* Records for this exercise *
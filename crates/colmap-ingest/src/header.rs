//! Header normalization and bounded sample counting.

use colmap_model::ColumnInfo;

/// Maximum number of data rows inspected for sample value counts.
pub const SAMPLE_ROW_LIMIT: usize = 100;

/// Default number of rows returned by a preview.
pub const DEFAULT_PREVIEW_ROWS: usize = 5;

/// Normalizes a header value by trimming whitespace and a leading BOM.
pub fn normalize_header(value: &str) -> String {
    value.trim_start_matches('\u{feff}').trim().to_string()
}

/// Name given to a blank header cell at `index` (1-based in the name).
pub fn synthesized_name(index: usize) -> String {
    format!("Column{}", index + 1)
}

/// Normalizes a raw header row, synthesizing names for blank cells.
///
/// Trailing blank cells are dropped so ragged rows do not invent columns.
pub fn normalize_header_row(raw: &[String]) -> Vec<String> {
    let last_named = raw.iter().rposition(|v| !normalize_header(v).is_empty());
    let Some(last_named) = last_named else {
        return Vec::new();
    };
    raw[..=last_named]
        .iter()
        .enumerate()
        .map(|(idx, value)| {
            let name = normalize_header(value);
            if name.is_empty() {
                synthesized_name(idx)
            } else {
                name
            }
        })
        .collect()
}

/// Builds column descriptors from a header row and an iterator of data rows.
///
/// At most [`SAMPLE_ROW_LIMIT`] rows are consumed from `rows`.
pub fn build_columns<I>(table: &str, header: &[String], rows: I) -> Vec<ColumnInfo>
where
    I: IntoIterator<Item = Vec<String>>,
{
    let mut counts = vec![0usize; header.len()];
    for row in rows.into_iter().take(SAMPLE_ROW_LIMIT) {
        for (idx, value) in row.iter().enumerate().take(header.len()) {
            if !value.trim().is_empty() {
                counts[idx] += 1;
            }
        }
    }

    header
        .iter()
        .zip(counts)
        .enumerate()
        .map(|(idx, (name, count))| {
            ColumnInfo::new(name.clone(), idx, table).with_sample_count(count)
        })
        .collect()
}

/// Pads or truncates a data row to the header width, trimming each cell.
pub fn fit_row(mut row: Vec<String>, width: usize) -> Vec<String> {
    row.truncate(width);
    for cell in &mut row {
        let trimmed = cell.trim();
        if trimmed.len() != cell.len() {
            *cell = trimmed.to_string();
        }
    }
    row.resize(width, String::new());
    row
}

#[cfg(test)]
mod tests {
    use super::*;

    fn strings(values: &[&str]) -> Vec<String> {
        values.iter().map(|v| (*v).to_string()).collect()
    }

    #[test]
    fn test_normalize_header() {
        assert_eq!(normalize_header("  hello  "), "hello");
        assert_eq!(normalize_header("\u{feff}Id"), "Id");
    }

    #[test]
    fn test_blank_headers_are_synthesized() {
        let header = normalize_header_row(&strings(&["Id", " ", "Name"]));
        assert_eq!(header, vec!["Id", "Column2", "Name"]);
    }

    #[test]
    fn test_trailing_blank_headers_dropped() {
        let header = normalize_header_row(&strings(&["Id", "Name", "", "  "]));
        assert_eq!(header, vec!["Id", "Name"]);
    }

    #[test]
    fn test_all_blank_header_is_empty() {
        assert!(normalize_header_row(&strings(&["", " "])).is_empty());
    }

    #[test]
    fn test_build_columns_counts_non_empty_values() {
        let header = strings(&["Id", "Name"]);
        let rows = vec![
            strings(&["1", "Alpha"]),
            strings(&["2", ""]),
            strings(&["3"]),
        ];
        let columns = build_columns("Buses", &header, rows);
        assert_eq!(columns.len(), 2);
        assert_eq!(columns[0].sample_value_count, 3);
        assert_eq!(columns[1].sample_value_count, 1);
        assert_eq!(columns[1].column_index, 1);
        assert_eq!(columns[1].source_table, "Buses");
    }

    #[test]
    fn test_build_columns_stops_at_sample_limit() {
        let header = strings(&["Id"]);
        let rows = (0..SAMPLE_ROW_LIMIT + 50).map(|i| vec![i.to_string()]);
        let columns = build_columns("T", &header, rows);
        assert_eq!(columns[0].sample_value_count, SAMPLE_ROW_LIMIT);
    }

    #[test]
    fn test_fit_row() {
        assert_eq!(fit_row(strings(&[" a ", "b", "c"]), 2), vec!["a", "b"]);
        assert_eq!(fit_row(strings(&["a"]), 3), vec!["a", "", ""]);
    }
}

...

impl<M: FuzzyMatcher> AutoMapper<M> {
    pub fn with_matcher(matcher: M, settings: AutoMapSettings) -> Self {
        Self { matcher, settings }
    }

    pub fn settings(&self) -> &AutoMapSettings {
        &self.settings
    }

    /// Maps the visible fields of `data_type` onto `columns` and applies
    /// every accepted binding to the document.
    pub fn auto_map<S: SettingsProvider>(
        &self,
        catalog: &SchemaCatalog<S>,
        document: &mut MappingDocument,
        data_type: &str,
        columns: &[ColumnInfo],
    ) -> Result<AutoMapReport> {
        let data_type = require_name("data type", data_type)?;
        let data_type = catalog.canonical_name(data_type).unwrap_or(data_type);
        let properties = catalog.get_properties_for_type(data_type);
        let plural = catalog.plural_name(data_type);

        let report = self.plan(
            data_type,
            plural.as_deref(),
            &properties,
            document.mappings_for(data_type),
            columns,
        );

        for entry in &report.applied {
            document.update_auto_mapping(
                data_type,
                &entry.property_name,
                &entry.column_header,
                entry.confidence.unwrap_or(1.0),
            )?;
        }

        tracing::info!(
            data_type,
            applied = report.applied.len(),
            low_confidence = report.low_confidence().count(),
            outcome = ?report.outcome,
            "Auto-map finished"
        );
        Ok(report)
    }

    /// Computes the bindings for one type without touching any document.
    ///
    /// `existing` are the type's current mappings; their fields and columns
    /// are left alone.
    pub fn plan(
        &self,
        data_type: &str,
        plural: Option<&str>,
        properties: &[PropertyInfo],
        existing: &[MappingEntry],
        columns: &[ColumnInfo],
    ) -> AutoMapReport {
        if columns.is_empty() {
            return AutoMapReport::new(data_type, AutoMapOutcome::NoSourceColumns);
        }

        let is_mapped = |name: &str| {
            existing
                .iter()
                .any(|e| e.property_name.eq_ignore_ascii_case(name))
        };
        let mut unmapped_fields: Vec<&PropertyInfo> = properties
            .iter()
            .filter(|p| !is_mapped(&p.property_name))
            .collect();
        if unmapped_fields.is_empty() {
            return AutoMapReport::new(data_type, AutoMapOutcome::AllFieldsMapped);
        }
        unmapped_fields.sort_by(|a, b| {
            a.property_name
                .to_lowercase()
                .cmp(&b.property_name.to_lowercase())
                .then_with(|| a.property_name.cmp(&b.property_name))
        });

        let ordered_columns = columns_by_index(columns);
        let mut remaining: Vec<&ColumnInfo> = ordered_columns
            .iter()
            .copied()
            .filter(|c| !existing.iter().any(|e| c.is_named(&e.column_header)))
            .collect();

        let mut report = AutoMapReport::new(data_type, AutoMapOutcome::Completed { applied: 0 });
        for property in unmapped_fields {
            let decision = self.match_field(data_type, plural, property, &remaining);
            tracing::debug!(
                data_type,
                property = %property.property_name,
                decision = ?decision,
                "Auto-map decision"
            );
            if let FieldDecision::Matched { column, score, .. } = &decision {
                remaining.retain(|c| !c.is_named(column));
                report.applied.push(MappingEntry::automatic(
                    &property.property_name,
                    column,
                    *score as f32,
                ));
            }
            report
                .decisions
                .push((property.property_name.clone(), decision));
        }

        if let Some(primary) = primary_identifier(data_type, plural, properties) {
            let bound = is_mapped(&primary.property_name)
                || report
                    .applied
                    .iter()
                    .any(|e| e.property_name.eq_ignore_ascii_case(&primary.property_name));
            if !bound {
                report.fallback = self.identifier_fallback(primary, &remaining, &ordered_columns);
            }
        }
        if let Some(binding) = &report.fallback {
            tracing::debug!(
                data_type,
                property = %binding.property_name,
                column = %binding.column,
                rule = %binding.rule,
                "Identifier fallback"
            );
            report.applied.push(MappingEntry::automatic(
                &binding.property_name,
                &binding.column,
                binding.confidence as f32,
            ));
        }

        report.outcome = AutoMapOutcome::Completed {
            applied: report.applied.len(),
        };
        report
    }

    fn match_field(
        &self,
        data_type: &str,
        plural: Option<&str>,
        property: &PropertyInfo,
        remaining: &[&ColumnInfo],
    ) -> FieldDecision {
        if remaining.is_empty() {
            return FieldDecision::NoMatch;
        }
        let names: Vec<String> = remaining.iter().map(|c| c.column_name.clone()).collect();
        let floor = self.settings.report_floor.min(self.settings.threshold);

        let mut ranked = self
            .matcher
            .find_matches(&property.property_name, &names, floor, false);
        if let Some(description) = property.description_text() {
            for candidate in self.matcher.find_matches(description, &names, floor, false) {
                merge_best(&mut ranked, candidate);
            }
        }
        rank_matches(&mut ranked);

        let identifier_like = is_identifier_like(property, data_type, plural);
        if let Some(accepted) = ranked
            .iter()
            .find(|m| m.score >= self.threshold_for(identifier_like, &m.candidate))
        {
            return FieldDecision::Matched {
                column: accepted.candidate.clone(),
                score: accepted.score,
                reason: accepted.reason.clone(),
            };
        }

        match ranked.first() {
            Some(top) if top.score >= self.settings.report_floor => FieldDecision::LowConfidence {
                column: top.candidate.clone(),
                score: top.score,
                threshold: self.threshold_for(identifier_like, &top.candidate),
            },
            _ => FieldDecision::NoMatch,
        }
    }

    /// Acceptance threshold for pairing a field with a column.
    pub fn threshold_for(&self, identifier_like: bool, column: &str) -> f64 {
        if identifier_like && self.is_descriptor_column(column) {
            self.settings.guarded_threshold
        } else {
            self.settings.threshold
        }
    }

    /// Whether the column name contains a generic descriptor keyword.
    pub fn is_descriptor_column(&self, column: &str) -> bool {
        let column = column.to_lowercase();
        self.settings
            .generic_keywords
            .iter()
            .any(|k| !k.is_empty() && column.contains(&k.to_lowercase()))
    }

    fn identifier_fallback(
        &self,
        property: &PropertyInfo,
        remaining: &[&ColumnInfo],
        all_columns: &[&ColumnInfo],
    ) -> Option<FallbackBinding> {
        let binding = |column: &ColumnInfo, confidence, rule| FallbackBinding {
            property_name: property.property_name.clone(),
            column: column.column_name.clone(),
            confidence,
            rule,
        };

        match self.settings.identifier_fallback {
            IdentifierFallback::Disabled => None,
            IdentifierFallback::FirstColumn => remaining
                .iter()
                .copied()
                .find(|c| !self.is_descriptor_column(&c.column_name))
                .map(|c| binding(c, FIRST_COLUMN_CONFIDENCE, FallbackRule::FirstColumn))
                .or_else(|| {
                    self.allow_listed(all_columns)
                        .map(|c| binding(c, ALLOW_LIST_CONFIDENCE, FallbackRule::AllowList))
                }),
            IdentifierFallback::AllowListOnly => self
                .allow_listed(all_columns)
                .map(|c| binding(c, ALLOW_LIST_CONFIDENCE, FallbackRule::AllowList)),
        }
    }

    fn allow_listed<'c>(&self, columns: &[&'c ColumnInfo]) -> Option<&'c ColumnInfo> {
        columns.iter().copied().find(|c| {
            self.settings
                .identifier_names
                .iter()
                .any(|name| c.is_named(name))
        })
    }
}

* Work instructions *
Retype exactly the lines above, from the one with "filename crates/colmap-ingest/src/header.rs" through the one with "pub fn normalize_header_row(raw: &[String])", inclusive.

* Result of the task *
filename crates/colmap-ingest/src/header.rs
//! Header normalization and bounded sample counting.

use colmap_model::ColumnInfo;

/// Maximum number of data rows inspected for sample value counts.
pub const SAMPLE_ROW_LIMIT: usize = 100;

/// Default number of rows returned by a preview.
pub const DEFAULT_PREVIEW_ROWS: usize = 5;

/// Normalizes a header value by trimming whitespace and a leading BOM.
pub fn normalize_header(value: &str) -> String {
    value.trim_start_matches('\u{feff}').trim().to_string()
}

/// Name given to a blank header cell at `index` (1-based in the name).
pub fn synthesized_name(index: usize) -> String {
    format!("Column{}", index + 1)
}

/// Normalizes a raw header row, synthesizing names for blank cells.
///
/// Trailing blank cells are dropped so ragged rows do not invent columns.
pub fn normalize_header_row(raw: &[String]) -> Vec<String> {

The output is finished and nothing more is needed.